3. CODING LANGUAGE AND COMPUTER
Fortran 77 and Assembler; FACOM M380.
4. NATURE OF PROBLEM SOLVED
SLAROM solves the neutron integral transport equations to determine the flux distribution and
spectra in a fast reactor lattice and calculates cell averaged effective cross sections. The code uses
multigroup data of the type in DLC-111/JFS that use Bondarenko factors for resonance effects.
5. METHOD OF SOLUTION
SLAROM consists of six blocks: PREP, PATH, PIJF, EDIT, RATE, and EIND. PREP calculates
region dependent effective or homogenized multigroup cross sections, PATH calculates the collision
probability, and PIJF solves the multigroup integral transport equations by the matrix inversion
method.
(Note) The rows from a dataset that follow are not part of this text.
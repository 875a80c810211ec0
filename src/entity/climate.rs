// SPDX-License-Identifier: MPL-2.0
// This Source Code Form is subject to the terms of the Mozilla Public
// License, v. 2.0. If a copy of the MPL was not distributed with this
// file, You can obtain one at https://mozilla.org/MPL/2.0/.

//! Climate entity.

use chrono::NaiveDateTime;

use crate::coordinator::UpdateCoordinator;
use crate::error::{Result, ValueError};
use crate::protocol::RemoteDeviceClient;
use crate::types::{ExceptionProgram, HvacAction, HvacMode, PresetMode, TargetTemperature};

use super::device::DeviceBacked;

/// The thermostat as a climate entity.
///
/// Attributes are derived from the coordinator snapshot on every call:
///
/// | Attribute | Derived from |
/// |-----------|--------------|
/// | `preset` | `away` while the source is `pause`, `none` otherwise |
/// | `hvac_mode` | `heat` for remote/manual, `auto` for schedule/exception |
/// | `hvac_action` | boiler CH/cooling flags, `None` without boiler data |
#[derive(Debug)]
pub struct ClimateEntity<C> {
    device: DeviceBacked<C>,
}

impl<C> Clone for ClimateEntity<C> {
    fn clone(&self) -> Self {
        Self {
            device: self.device.clone(),
        }
    }
}

impl<C: RemoteDeviceClient> ClimateEntity<C> {
    /// Unique id suffix of the climate entity.
    pub const UNIQUE_ID_SUFFIX: &'static str = "climate";

    /// Creates the climate entity of a thermostat.
    #[must_use]
    pub fn new(coordinator: UpdateCoordinator<C>, name: impl Into<String>) -> Self {
        Self {
            device: DeviceBacked::new(coordinator, name),
        }
    }

    /// Returns the shared device capability.
    #[must_use]
    pub fn device(&self) -> &DeviceBacked<C> {
        &self.device
    }

    /// Entity name, which is also the device name.
    #[must_use]
    pub fn name(&self) -> String {
        self.device.device_info().name
    }

    /// Returns `{thermostat}_climate`.
    #[must_use]
    pub fn unique_id(&self) -> String {
        self.device.unique_id(Self::UNIQUE_ID_SUFFIX)
    }

    /// Returns true while the coordinator is running.
    #[must_use]
    pub fn available(&self) -> bool {
        self.device.available()
    }

    /// Lowest accepted set-point in °C.
    #[must_use]
    pub fn min_temp(&self) -> f64 {
        TargetTemperature::MIN
    }

    /// Highest accepted set-point in °C.
    #[must_use]
    pub fn max_temp(&self) -> f64 {
        TargetTemperature::MAX
    }

    /// Measured room temperature in °C.
    #[must_use]
    pub fn current_temperature(&self) -> Option<f64> {
        self.device.state().room_temperature()
    }

    /// Current set-point in °C.
    #[must_use]
    pub fn target_temperature(&self) -> Option<f64> {
        self.device.state().target_temperature()
    }

    /// Active preset.
    #[must_use]
    pub fn preset_mode(&self) -> PresetMode {
        self.device.state().preset()
    }

    /// Presets the entity accepts.
    #[must_use]
    pub fn preset_modes(&self) -> [PresetMode; 2] {
        [PresetMode::Away, PresetMode::None]
    }

    /// Active HVAC mode, `None` while paused.
    #[must_use]
    pub fn hvac_mode(&self) -> Option<HvacMode> {
        self.device.state().hvac_mode()
    }

    /// HVAC modes the entity accepts. `cool` is only offered when the boiler
    /// reports a cooling configuration.
    #[must_use]
    pub fn hvac_modes(&self) -> Vec<HvacMode> {
        let state = self.device.state();
        let mut modes = vec![HvacMode::Auto, HvacMode::Heat];
        if state.boiler().is_some_and(|b| b.cooling_config()) {
            modes.push(HvacMode::Cool);
        }
        modes
    }

    /// What the boiler is doing, if boiler data is available.
    #[must_use]
    pub fn hvac_action(&self) -> Option<HvacAction> {
        self.device.state().hvac_action()
    }

    /// Sets the target temperature.
    ///
    /// # Errors
    ///
    /// Returns the coordinator error.
    pub async fn set_temperature(&self, celsius: f64) -> Result<()> {
        self.device.coordinator().set_target_temperature(celsius).await
    }

    /// Switches preset. Selecting the active preset does nothing.
    ///
    /// # Errors
    ///
    /// Returns the coordinator error.
    pub async fn set_preset_mode(&self, preset: PresetMode) -> Result<()> {
        if preset == self.preset_mode() {
            tracing::debug!(thermostat = %self.device.thermostat_id(), preset = preset.as_str(), "Preset already active");
            return Ok(());
        }

        self.device
            .coordinator()
            .pause_thermostat(preset == PresetMode::Away)
            .await
    }

    /// Switches HVAC mode.
    ///
    /// `auto` resumes the schedule. `heat` and `cool` hold the current
    /// set-point by sending it back as a remote target.
    ///
    /// # Errors
    ///
    /// Returns `ValueError::UnknownTargetTemperature` for `heat`/`cool` before
    /// any set-point is known, or the coordinator error.
    pub async fn set_hvac_mode(&self, mode: HvacMode) -> Result<()> {
        let coordinator = self.device.coordinator();
        match mode {
            HvacMode::Auto => coordinator.pause_thermostat(false).await,
            HvacMode::Heat | HvacMode::Cool => {
                let target = self
                    .target_temperature()
                    .ok_or(ValueError::UnknownTargetTemperature)?;
                coordinator.set_target_temperature(target).await
            }
        }
    }

    /// Schedules an exception; bounds are rounded down to the quarter hour.
    ///
    /// # Errors
    ///
    /// Returns the coordinator error.
    pub async fn add_exception(
        &self,
        start: NaiveDateTime,
        end: NaiveDateTime,
        program: ExceptionProgram,
    ) -> Result<()> {
        self.device
            .coordinator()
            .add_exception(start, end, program)
            .await
    }

    /// Removes every exception.
    ///
    /// # Errors
    ///
    /// Returns the coordinator error.
    pub async fn clear_exceptions(&self) -> Result<()> {
        self.device.coordinator().clear_exceptions().await
    }
}
// SPDX-License-Identifier: MPL-2.0
// This Source Code Form is subject to the terms of the Mozilla Public
// License, v. 2.0. If a copy of the MPL was not distributed with this
// file, You can obtain one at https://mozilla.org/MPL/2.0/.

//! State synchronization for a single thermostat.
//!
//! # Overview
//!
//! The [`UpdateCoordinator`] decides when to talk to the vendor and merges
//! everything it learns into one cached [`DeviceState`](crate::state::DeviceState):
//!
//! - **Poll mode**: the full state is fetched every
//!   [`poll_interval`](CoordinatorConfig::poll_interval)
//!   ([`DEFAULT_POLL_INTERVAL`] by default)
//! - **Push mode**: the vendor posts partial updates to a webhook, which are
//!   merged through [`UpdateCoordinator::apply_webhook`]; nothing is polled
//! - **Throttling**: [`UpdateCoordinator::refresh`] skips the fetch if the
//!   last one succeeded less than
//!   [`min_refresh_interval`](CoordinatorConfig::min_refresh_interval) ago
//! - **Debouncing**: [`UpdateCoordinator::request_refresh`] and commands
//!   collapse bursts into a single fetch after
//!   [`debounce_cooldown`](CoordinatorConfig::debounce_cooldown)
//!
//! Commands go straight to the vendor without touching the cache. The state
//! they cause is picked up by the refresh they request, which is not
//! throttled.
//!
//! # Examples
//!
//! ```no_run
//! use thermosmart_lib::config::IntegrationConfig;
//! use thermosmart_lib::coordinator::{CoordinatorConfig, UpdateCoordinator};
//! use thermosmart_lib::protocol::HttpClient;
//!
//! # async fn example() -> thermosmart_lib::Result<()> {
//! let integration = IntegrationConfig::new("client-id", "client-secret");
//! let client = HttpClient::new(String::from("access-token"))?;
//!
//! let coordinator = UpdateCoordinator::builder(client)
//!     .config(CoordinatorConfig::from(&integration))
//!     .build()
//!     .await?;
//!
//! let mut rx = coordinator.watch();
//! tokio::spawn(async move {
//!     while rx.changed().await.is_ok() {
//!         let state = rx.borrow_and_update().clone();
//!         println!("Source: {:?}", state.source());
//!     }
//! });
//! # Ok(())
//! # }
//! ```

mod config;
mod debounce;
mod lifecycle;
mod throttle;
mod update_coordinator;

pub use config::{
    CoordinatorConfig, DEFAULT_DEBOUNCE_COOLDOWN, DEFAULT_MIN_REFRESH_INTERVAL,
    DEFAULT_POLL_INTERVAL, LEGACY_POLL_INTERVAL, UpdateMode,
};
pub use lifecycle::Lifecycle;
pub use update_coordinator::{CoordinatorBuilder, UpdateCoordinator};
Cell averaged cross sections and diffusion coefficients and calculated using EDIT, in-cell
reaction rate distributions are calculated with RATE, and collapsed cross sections are produced by one-dimensional diffusion calculations with EIND.
6. RESTRICTIONS OR LIMITATIONS
Variable dimensioning removes most restrictions on the complexity of the problems that can be
7. TYPICAL RUNNING TIME
An infinite plate geometry problem with 14 regions requires about 30 s on a FACOM M380.
8. COMPUTER HARDWARE REQUIREMENTS
FACOM M380 with partitioned data sets to store intermediate cross sections.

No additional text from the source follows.